# meine Grotten



## Clovere (27. Sep. 2008)

alles Europäer und eine eigene Nachzucht

    
    
    
   

und jetzt haut mich  

Elmar


----------



## Christine (27. Sep. 2008)

*AW: meine Grotten*

Äh, das sind ja wohl Koi - und wo sind die Grotten???


----------



## Dodi (27. Sep. 2008)

*AW: meine Grotten*

Hallo Christine,

"Grotten" sind im Koi-Jargon Koi, die nicht so optimal aussehen, kleine Fehlzeichnungen aufweisen oder in kein bestimmtes "Farb-Schema" passen bzw. sich nicht genau bestimmen lassen.

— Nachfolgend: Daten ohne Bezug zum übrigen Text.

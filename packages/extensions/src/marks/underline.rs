use super::{mark_menu, toggle_binding};
use paper_editor::input_rules::mark_input_rule;
use paper_editor::{ConfigError, InputRule, KeyBinding, MarkContext, MarkExtension, MenuItem};
use paper_model::MarkSpec;

pub struct Underline;

impl MarkExtension for Underline {
    fn name(&self) -> &str {
        "underline"
    }

    fn spec(&self) -> MarkSpec {
        MarkSpec::new()
    }

    fn input_rules(&self, cx: &MarkContext) -> Result<Vec<InputRule>, ConfigError> {
        Ok(vec![mark_input_rule(r"(?:__)([^_]+)(?:__)$", cx.kind.clone(), None)?])
    }

    fn key_bindings(&self, cx: &MarkContext) -> Vec<KeyBinding> {
        vec![toggle_binding("Mod-u", cx)]
    }

    fn menus(&self, cx: &MarkContext) -> Vec<MenuItem> {
        vec![mark_menu(cx)]
    }
}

Aber Schönheit liegt ja bekannterweise im Sinne des Betrachters. 


@ Elmar:
Sind jedenfalls einige schöne dabei.  
Eigene Nachzucht ist schon manchmal spannend!


----------



## Olli.P (27. Sep. 2008)

*AW: meine Grotten*

Hi Elmar,


ich weiß gar nicht was du hast  


Da sind doch ein paar sehr schöne Fische bei, die ich jedenfalls *"nicht"* abgeben würde. 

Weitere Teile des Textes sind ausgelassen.